### [DESCRIPTION OF THE TASK]
Using the material that follows, output exactly the lines from the one containing "self.color = color;" through the one containing "impl ElementBuilder for Progress", with both ends kept.
-- Opening Marker --
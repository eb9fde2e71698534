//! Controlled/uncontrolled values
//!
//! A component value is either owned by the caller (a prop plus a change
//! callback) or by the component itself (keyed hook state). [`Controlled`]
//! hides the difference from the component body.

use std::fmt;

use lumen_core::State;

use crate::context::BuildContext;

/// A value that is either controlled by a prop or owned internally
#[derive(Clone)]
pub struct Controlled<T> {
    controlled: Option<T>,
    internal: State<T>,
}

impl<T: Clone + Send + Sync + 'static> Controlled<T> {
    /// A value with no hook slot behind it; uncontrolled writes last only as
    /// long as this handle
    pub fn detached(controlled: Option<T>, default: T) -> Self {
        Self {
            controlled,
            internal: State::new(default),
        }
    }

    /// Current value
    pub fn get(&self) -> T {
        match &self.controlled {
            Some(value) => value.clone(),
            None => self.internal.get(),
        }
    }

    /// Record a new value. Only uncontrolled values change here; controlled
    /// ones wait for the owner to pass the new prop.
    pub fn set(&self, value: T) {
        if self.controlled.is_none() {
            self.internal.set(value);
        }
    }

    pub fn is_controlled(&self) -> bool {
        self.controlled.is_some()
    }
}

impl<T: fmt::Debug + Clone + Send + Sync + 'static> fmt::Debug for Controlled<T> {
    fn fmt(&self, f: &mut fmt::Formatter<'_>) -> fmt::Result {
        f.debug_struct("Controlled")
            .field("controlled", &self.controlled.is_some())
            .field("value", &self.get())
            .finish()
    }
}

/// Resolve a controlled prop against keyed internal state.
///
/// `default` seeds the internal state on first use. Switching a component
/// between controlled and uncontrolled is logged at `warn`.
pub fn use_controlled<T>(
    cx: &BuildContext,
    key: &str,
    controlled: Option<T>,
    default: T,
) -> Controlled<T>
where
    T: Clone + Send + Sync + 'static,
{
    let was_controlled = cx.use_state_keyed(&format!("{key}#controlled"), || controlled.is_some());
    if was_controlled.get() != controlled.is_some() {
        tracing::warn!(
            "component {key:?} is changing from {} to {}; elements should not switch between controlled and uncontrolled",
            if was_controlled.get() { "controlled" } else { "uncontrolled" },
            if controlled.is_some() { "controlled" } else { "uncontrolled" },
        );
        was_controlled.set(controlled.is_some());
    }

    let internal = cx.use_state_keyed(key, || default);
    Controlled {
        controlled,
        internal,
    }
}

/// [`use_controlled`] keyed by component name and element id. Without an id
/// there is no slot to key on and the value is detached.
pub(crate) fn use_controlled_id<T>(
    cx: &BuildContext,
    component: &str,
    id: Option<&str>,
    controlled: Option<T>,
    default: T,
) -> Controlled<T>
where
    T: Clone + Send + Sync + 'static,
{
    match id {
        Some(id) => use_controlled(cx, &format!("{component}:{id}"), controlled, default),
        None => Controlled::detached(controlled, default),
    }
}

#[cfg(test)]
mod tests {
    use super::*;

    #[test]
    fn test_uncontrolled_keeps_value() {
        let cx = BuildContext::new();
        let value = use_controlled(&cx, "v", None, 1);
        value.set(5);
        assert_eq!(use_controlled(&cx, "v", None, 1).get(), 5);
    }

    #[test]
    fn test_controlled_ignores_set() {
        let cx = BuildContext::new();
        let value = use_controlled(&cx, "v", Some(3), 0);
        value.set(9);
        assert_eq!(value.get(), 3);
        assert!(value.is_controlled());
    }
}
-- Closing Marker --
-- Opening Marker --
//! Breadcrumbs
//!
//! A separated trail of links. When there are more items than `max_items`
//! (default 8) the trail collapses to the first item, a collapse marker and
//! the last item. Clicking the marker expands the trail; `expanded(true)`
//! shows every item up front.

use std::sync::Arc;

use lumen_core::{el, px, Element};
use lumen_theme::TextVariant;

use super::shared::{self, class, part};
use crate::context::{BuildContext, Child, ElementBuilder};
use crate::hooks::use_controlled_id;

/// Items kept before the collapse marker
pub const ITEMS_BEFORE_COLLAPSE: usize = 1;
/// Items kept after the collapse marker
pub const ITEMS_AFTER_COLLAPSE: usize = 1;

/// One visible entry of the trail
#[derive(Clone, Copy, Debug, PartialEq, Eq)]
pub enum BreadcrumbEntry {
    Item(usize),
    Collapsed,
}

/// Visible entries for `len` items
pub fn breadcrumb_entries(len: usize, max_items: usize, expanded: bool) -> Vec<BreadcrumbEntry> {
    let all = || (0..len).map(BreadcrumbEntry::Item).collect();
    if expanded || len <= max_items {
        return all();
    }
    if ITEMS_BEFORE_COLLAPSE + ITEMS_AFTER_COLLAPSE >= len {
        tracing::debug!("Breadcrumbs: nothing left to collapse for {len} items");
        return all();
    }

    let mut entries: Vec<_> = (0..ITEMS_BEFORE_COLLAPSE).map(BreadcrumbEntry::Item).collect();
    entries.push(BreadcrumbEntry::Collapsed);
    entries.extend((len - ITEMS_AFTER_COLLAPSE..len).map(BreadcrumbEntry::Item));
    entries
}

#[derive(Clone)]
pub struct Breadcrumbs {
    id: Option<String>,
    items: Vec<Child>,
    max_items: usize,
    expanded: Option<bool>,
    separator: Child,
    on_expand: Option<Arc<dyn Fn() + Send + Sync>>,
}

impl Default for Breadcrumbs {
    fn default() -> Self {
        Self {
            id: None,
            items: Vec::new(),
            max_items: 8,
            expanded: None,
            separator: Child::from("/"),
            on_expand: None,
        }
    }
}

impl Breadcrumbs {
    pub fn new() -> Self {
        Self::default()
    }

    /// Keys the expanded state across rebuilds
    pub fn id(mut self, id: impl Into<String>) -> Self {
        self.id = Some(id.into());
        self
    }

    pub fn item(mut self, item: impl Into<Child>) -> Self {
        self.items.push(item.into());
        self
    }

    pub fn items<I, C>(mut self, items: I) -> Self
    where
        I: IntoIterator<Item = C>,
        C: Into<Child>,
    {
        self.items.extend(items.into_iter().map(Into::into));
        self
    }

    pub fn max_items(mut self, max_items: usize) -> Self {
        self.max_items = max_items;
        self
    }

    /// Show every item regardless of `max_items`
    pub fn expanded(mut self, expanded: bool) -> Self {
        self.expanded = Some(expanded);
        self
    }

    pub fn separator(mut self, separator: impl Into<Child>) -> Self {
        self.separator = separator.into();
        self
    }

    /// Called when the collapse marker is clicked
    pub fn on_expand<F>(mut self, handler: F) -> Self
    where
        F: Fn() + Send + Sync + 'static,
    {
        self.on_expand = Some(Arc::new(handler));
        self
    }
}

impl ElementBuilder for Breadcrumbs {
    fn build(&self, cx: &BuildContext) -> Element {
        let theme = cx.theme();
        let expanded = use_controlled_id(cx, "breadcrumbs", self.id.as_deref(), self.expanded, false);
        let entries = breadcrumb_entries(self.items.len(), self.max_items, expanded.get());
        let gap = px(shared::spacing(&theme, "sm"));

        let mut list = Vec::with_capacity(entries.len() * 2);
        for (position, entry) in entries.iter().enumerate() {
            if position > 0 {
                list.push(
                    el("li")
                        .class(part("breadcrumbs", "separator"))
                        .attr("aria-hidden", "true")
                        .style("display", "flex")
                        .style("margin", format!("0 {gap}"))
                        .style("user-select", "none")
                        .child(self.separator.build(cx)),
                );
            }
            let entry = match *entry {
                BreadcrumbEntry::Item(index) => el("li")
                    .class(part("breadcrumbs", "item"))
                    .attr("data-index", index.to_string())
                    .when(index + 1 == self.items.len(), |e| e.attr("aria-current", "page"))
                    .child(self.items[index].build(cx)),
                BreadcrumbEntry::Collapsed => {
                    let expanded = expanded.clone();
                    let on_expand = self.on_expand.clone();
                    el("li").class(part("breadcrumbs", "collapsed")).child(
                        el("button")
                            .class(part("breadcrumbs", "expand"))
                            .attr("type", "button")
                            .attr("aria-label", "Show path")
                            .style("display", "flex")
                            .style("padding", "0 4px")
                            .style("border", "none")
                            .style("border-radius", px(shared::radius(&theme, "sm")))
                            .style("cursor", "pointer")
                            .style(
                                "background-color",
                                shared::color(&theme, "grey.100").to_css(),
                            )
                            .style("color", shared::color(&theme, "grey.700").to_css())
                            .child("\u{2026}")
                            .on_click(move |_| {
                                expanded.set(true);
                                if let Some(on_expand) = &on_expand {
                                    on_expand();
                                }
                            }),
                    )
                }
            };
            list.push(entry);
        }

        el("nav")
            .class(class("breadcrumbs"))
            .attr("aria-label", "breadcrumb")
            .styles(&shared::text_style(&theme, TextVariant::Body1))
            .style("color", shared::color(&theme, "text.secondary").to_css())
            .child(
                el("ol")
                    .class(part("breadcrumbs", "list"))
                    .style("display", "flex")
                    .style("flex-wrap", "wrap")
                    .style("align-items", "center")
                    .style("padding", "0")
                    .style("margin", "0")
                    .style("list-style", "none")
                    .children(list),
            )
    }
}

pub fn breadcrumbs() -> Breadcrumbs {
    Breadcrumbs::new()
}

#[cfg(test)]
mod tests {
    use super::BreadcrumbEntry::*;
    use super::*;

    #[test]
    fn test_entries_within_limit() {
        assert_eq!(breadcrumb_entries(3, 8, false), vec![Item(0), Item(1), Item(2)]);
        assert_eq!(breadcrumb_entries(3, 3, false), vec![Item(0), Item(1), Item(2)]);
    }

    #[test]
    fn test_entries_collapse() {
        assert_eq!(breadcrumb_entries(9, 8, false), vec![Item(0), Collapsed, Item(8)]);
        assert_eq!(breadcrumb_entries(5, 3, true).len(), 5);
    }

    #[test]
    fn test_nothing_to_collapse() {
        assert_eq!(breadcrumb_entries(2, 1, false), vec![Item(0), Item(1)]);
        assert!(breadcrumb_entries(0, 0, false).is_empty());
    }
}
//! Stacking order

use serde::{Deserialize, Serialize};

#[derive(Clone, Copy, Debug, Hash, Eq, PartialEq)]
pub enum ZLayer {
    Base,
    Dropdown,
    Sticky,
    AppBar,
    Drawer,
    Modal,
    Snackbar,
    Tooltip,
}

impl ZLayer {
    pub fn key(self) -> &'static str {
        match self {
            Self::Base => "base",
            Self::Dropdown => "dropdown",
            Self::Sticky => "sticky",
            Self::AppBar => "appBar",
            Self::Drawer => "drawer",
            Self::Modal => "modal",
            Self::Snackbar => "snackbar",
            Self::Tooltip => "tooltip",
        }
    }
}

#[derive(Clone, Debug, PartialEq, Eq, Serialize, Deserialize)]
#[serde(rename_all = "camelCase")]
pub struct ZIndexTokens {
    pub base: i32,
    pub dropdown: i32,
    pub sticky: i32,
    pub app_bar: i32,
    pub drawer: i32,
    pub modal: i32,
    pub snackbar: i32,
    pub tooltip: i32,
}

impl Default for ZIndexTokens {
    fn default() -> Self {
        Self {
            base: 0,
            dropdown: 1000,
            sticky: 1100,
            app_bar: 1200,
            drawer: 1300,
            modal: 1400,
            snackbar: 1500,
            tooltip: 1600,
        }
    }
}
-- Closing Marker --
-- Opening Marker --
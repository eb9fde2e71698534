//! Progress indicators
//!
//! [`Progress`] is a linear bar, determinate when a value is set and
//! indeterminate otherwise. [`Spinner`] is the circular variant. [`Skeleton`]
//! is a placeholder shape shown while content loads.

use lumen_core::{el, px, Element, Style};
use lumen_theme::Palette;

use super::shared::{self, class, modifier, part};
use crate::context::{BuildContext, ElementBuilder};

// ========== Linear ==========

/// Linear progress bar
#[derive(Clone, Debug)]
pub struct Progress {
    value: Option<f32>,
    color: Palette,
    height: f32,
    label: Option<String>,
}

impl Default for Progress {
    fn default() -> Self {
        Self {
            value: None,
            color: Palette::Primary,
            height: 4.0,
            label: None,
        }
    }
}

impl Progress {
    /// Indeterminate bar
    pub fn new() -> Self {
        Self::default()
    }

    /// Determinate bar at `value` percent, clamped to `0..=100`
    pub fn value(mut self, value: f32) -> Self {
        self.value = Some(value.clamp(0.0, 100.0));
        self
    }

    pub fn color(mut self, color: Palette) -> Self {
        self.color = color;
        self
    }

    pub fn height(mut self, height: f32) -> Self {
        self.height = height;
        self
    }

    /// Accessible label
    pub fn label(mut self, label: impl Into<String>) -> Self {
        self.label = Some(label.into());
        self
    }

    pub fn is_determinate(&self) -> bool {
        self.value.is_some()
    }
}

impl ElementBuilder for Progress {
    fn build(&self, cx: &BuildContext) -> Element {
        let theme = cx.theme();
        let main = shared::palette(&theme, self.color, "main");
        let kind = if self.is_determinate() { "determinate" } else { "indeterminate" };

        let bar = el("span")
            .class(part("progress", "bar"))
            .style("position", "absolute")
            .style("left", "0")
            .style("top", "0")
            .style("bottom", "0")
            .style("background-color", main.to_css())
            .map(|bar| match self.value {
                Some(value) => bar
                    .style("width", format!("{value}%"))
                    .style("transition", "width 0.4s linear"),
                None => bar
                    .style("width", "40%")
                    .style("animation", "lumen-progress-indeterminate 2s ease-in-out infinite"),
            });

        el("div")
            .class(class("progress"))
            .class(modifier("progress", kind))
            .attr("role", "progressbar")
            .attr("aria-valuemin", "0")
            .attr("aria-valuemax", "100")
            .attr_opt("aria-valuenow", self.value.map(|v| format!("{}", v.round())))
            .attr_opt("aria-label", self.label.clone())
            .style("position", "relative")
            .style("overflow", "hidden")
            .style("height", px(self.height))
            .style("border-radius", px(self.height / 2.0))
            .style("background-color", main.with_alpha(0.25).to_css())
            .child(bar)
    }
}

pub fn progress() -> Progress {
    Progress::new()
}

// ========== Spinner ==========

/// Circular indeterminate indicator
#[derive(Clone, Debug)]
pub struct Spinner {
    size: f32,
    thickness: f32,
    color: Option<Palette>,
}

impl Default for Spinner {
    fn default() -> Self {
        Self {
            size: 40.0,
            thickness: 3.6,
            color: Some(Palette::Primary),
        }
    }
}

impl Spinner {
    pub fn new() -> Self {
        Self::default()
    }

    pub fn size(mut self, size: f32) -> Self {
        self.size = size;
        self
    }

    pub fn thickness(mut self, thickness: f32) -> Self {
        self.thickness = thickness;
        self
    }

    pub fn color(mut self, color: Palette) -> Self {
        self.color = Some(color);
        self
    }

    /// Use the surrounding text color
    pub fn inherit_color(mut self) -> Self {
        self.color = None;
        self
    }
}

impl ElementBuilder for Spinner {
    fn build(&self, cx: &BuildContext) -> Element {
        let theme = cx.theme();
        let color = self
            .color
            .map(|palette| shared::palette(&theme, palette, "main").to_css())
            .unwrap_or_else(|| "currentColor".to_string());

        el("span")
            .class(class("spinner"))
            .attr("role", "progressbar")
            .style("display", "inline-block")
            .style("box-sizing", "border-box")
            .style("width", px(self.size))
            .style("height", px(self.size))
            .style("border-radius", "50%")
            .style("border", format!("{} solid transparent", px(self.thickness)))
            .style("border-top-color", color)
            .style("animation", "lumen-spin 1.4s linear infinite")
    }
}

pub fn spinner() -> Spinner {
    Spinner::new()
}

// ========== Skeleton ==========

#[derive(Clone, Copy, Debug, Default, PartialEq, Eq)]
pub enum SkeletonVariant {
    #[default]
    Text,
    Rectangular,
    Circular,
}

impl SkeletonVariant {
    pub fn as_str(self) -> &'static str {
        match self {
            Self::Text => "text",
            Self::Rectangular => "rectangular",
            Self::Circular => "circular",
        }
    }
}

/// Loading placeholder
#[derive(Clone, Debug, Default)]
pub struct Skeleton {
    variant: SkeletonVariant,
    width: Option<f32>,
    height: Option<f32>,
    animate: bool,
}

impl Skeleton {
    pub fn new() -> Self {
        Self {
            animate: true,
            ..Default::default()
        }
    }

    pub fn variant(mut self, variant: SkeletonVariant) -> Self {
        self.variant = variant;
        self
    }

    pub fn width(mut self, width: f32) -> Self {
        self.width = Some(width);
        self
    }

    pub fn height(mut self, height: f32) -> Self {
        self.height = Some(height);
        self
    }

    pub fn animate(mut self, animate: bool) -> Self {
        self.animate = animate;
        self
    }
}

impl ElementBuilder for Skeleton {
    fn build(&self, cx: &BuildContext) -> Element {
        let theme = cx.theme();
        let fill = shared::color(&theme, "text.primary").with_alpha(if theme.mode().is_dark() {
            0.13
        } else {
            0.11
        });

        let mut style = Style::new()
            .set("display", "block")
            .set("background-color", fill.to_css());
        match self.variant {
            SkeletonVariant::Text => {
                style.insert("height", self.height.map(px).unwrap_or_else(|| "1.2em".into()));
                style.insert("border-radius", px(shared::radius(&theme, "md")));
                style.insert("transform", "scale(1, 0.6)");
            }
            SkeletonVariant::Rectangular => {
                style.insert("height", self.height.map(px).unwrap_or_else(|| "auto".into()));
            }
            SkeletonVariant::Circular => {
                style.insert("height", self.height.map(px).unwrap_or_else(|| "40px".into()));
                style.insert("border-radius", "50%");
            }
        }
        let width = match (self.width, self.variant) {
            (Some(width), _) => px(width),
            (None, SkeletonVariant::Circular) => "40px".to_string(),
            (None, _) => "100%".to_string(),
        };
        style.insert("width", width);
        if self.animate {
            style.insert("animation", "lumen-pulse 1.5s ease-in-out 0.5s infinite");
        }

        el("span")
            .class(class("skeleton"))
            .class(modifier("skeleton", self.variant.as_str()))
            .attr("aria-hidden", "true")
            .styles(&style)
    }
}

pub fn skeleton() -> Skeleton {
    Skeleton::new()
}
-- Closing Marker --
### [ANSWER TO THIS EXERCISE]
        self.color = color;
        self
    }

    pub fn height(mut self, height: f32) -> Self {
        self.height = height;
        self
    }

    /// Accessible label
    pub fn label(mut self, label: impl Into<String>) -> Self {
        self.label = Some(label.into());
        self
    }

    pub fn is_determinate(&self) -> bool {
        self.value.is_some()
    }
}

impl ElementBuilder for Progress {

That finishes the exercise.